Née en 1944, Maimouna Salah Dicko est entrée en 1948, à l’école primaire de Niafunké en suivant en dilettante sa grande sœur qui venait d’être inscrite. Ainsi elle s’est retrouvée à 6 ans au cours élémentaire première année (CE1), et à 9 ans au cours moyen deuxième année (CM2). A la demande de ses parents, la direction de l’école l’a maintenue au CM2 pendant 3 ans pour lui permettre de poursuivre ses études au Collège Moderne de Jeunes Filles (CMJF) de Bamako où l’âge minimum d’accès était fixé à douze (12) ans.
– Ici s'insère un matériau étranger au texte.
use std::collections::HashMap;
use std::sync::atomic::{AtomicBool, Ordering};
use std::sync::{Arc, Mutex, RwLock};

use async_trait::async_trait;
use base64::engine::{general_purpose::URL_SAFE_NO_PAD, Engine};
use chrono::{DateTime, Utc};
use futures::future;
use futures::stream::{self, BoxStream, StreamExt};
use grammers_client::types::{Chat, Media, Message, PackedChat};
use grammers_client::{Client, Config, InitParams, InvocationError};
use grammers_session::Session;
use grammers_mtsender::ReadError;
use tracing::{debug, info};

use crate::platform::{
    ChatClient, Connector, Credentials, Identity, Login, Peer, PlatformError, RawMessage, Sender,
    Target,
};

/// Marked channel ids (`-100…`) as used by bots and most tooling.
const CHANNEL_ID_OFFSET: i64 = 1_000_000_000_000;

/// A channel reference with URL decoration removed.
#[derive(Debug, Clone, PartialEq, Eq)]
pub enum Reference {
    Id(i64),
    Username(String),
}

/// Turn `-100123`, `@name`, `name`, `t.me/name` or `https://t.me/name/42`
/// into a username or numeric chat id.
pub fn parse_reference(reference: &str) -> Result<Reference, PlatformError> {
    let mut rest = reference.trim();
    for scheme in ["https://", "http://"] {
        if let Some(stripped) = rest.strip_prefix(scheme) {
            rest = stripped;
        }
    }
    for host in ["www.t.me/", "t.me/", "telegram.me/", "telegram.dog/"] {
        if let Some(stripped) = rest.strip_prefix(host) {
            rest = stripped;
            break;
        }
    }
    let rest = rest.split('/').next().unwrap_or_default();
    let name = rest.trim_start_matches('@');

    if name.is_empty() {
        return Err(PlatformError::NotFound(format!(
            "cannot interpret channel reference {reference:?}"
        )));
    }
    match name.parse::<i64>() {
        Ok(id) => Ok(Reference::Id(id)),
        Err(_) => Ok(Reference::Username(name.to_string())),
    }
}

/// Strip the `-100` channel marker or the negative group sign.
pub fn bare_id(id: i64) -> i64 {
    if id <= -CHANNEL_ID_OFFSET {
        -(id + CHANNEL_ID_OFFSET)
    } else {
        id.abs()
    }
}

pub fn encode_session(session: &Session) -> String {
    URL_SAFE_NO_PAD.encode(session.save())
}

pub fn decode_session(token: &str) -> Result<Session, PlatformError> {
    let bytes = URL_SAFE_NO_PAD
        .decode(token.trim())
        .map_err(|e| PlatformError::Unauthorized(format!("malformed session token: {e}")))?;
    Session::load(&bytes)
        .map_err(|e| PlatformError::Unauthorized(format!("unreadable session token: {e}")))
}

/// Classify an RPC failure by Telegram's error name.
fn rpc_error(code: i32, name: &str, value: Option<u32>) -> PlatformError {
    match name {
        "FLOOD_WAIT" | "SLOWMODE_WAIT" | "FLOOD_PREMIUM_WAIT" => PlatformError::RateLimited {
            retry_after_secs: value.unwrap_or(0),
        },
        "AUTH_KEY_UNREGISTERED" | "AUTH_KEY_INVALID" | "SESSION_REVOKED" | "SESSION_EXPIRED"
        | "USER_DEACTIVATED" | "USER_DEACTIVATED_BAN" => {
            PlatformError::Unauthorized(name.to_string())
        }
        "CHANNEL_PRIVATE" | "CHAT_ADMIN_REQUIRED" | "CHAT_FORBIDDEN" | "USER_BANNED_IN_CHANNEL" => {
            PlatformError::PermissionDenied(name.to_string())
        }
        "USERNAME_NOT_OCCUPIED" | "USERNAME_INVALID" | "CHANNEL_INVALID" | "PEER_ID_INVALID"
        | "CHAT_ID_INVALID" => PlatformError::NotFound(name.to_string()),
        _ => match code {
            401 => PlatformError::Unauthorized(name.to_string()),
            403 => PlatformError::PermissionDenied(name.to_string()),
            420 => PlatformError::RateLimited {
                retry_after_secs: value.unwrap_or(0),
            },
            _ => PlatformError::Other(format!("{name} (code {code})")),
        },
    }
}

fn platform_error(err: InvocationError) -> PlatformError {
    match err {
        InvocationError::Rpc(rpc) => rpc_error(rpc.code, &rpc.name, rpc.value),
        InvocationError::Read(ReadError::Io(e)) => PlatformError::Network(e.to_string()),
        InvocationError::Dropped => PlatformError::Network("request dropped".to_string()),
        other => PlatformError::Other(other.to_string()),
    }
}

fn chat_sender(chat: &Chat) -> Sender {
    match chat {
        Chat::User(user) => Sender::Person {
            first_name: user.first_name().to_string(),
            last_name: user.last_name().map(str::to_string),
            username: user.username().map(str::to_string),
        },
        other => Sender::Titled {
            title: other.name().to_string(),
        },
    }
}

fn media_name(media: &Media) -> &'static str {
    match media {
        Media::Photo(_) => "photo",
        Media::Document(_) => "document",
        Media::Sticker(_) => "sticker",
        Media::Contact(_) => "contact",
        Media::Poll(_) => "poll",
        _ => "other",
    }
}

/// Counters Telegram reports as `i32`; absent on private chats.
fn assemble(
    id: i32,
    date: DateTime<Utc>,
    text: &str,
    sender: Sender,
    views: Option<i32>,
    forwards: Option<i32>,
    media: Option<&str>,
) -> RawMessage {
    RawMessage {
        id: i64::from(id),
        date: Some(date),
        text: (!text.is_empty()).then(|| text.to_string()),
        sender,
        views: views.map(i64::from),
        forwards: forwards.map(i64::from),
        media: media.map(str::to_string),
    }
}

fn to_raw(msg: &Message) -> RawMessage {
    let sender = match msg.sender() {
        Some(chat) => chat_sender(&chat),
        None => Sender::Unresolved,
    };
    assemble(
        msg.id(),
        msg.date(),
        msg.text(),
        sender,
        msg.view_count(),
        msg.forward_count(),
        msg.media().as_ref().map(media_name),
    )
}

/// Logs in as a user account from a saved session token.
#[derive(Default)]
pub struct UserConnector;

impl UserConnector {
    pub fn new() -> Self {
        Self
    }
}

#[async_trait]
impl Connector for UserConnector {
    async fn connect(&self, credentials: &Credentials) -> Result<Arc<dyn ChatClient>, PlatformError> {
        let session = match &credentials.login {
            Login::Session(token) => decode_session(token)?,
            Login::Phone(_) => {
                return Err(PlatformError::Unauthorized(
                    "phone login needs an interactive sign-in; run the setup wizard to create STRING_SESSION"
                        .to_string(),
                ))
            }
        };

        let client = Client::connect(Config {
            session,
            api_id: credentials.api_id,
            api_hash: credentials.api_hash.clone(),
            params: InitParams::default(),
        })
        .await
        .map_err(|e| PlatformError::Network(e.to_string()))?;

        if !client.is_authorized().await.map_err(platform_error)? {
            return Err(PlatformError::Unauthorized(
                "session is no longer signed in".to_string(),
            ));
        }

        info!("Connected to Telegram (app {})", credentials.api_id);
        Ok(Arc::new(UserClient::from_handle(Some(client))))
    }
}

pub struct UserClient {
    handle: RwLock<Option<Client>>,
    connected: AtomicBool,
    /// Chats seen by `resolve`, keyed by bare id
    chats: Mutex<HashMap<i64, PackedChat>>,
}

impl UserClient {
    fn from_handle(handle: Option<Client>) -> Self {
        Self {
            connected: AtomicBool::new(handle.is_some()),
            handle: RwLock::new(handle),
            chats: Mutex::new(HashMap::new()),
        }
    }

    fn client(&self) -> Result<Client, PlatformError> {
        let handle = self.handle.read().ok().and_then(|guard| guard.clone());
        handle.ok_or_else(|| self.observe(PlatformError::Network("client is disconnected".to_string())))
    }

    /// Network failures mean the next job should rebuild the client.
    fn observe(&self, err: PlatformError) -> PlatformError {
        if matches!(err, PlatformError::Network(_)) {
            self.connected.store(false, Ordering::SeqCst);
        }
        err
    }

    fn remember(&self, id: i64, chat: PackedChat) {
        if let Ok(mut chats) = self.chats.lock() {
            chats.insert(id, chat);
        }
    }

    fn cached(&self, id: i64) -> Option<PackedChat> {
        self.chats.lock().ok().and_then(|chats| chats.get(&id).cloned())
    }

    async fn lookup(&self, reference: &str) -> Result<Chat, PlatformError> {
        let client = self.client()?;
        match parse_reference(reference)? {
            Reference::Username(name) => client
                .resolve_username(&name)
                .await
                .map_err(|e| self.observe(platform_error(e)))?
                .ok_or_else(|| PlatformError::NotFound(format!("no chat named @{name}"))),
            Reference::Id(id) => {
                // Without an access hash the chat has to come from our dialogs
                let wanted = bare_id(id);
                let mut dialogs = client.iter_dialogs();
                while let Some(dialog) = dialogs
                    .next()
                    .await
                    .map_err(|e| self.observe(platform_error(e)))?
                {
                    if dialog.chat().id() == wanted {
                        return Ok(dialog.chat().clone());
                    }
                }
                Err(PlatformError::NotFound(format!("chat {id} is not among this account's dialogs")))
            }
        }
    }

    async fn packed(&self, target: &Target) -> Result<PackedChat, PlatformError> {
        match target {
            Target::Resolved(peer) => self
                .cached(peer.id)
                .ok_or_else(|| PlatformError::NotFound(format!("chat {} was not resolved", peer.id))),
            Target::Raw(reference) => {
                let chat = self.lookup(reference).await?;
                Ok(chat.pack())
            }
        }
    }
}

#[async_trait]
impl ChatClient for UserClient {
    fn is_connected(&self) -> bool {
        self.connected.load(Ordering::SeqCst)
    }

    async fn disconnect(&self) {
        self.connected.store(false, Ordering::SeqCst);
        if let Ok(mut handle) = self.handle.write() {
            handle.take();
        }
        debug!("Dropped Telegram client handle");
    }

    async fn get_me(&self) -> Result<Identity, PlatformError> {
        let me = self
            .client()?
            .get_me()
            .await
            .map_err(|e| self.observe(platform_error(e)))?;
        Ok(Identity {
            id: me.id(),
            name: me.full_name(),
            username: me.username().map(str::to_string),
        })
    }

    async fn resolve(&self, reference: &str) -> Result<Peer, PlatformError> {
        let chat = self.lookup(reference).await?;
        self.remember(chat.id(), chat.pack());
        Ok(Peer {
            id: chat.id(),
            title: Some(chat.name().to_string()),
        })
    }

    fn messages<'a>(
        &'a self,
        target: &'a Target,
        limit: usize,
    ) -> BoxStream<'a, Result<RawMessage, PlatformError>> {
        let start = async move {
            let chat = self.packed(target).await?;
            let client = self.client()?;
            Ok::<_, PlatformError>(client.iter_messages(chat).limit(limit))
        };

        Box::pin(
            stream::once(start)
                .map(move |started| match started {
                    Ok(iter) => stream::try_unfold(iter, move |mut iter| async move {
                        match iter.next().await {
                            Ok(Some(msg)) => Ok(Some((to_raw(&msg), iter))),
                            Ok(None) => Ok(None),
                            Err(e) => Err(self.observe(platform_error(e))),
                        }
                    })
                    .left_stream(),
                    Err(e) => stream::once(future::ready(Err(e))).right_stream(),
                })
                .flatten(),
        )
    }
}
Là, elle obtient en 1960 le Brevet d’études du Premier Cycle (BEPC) qui est l’actuel Diplôme d’Etudes Fondamentales (DEF), puis en 1963, le Baccalauréat série sciences exactes (SET) toujours au Collège de Jeunes Filles, qui est devenu plus tard le Lycée de Jeunes Filles avant d’être rebaptisé Lycée BA Aminata.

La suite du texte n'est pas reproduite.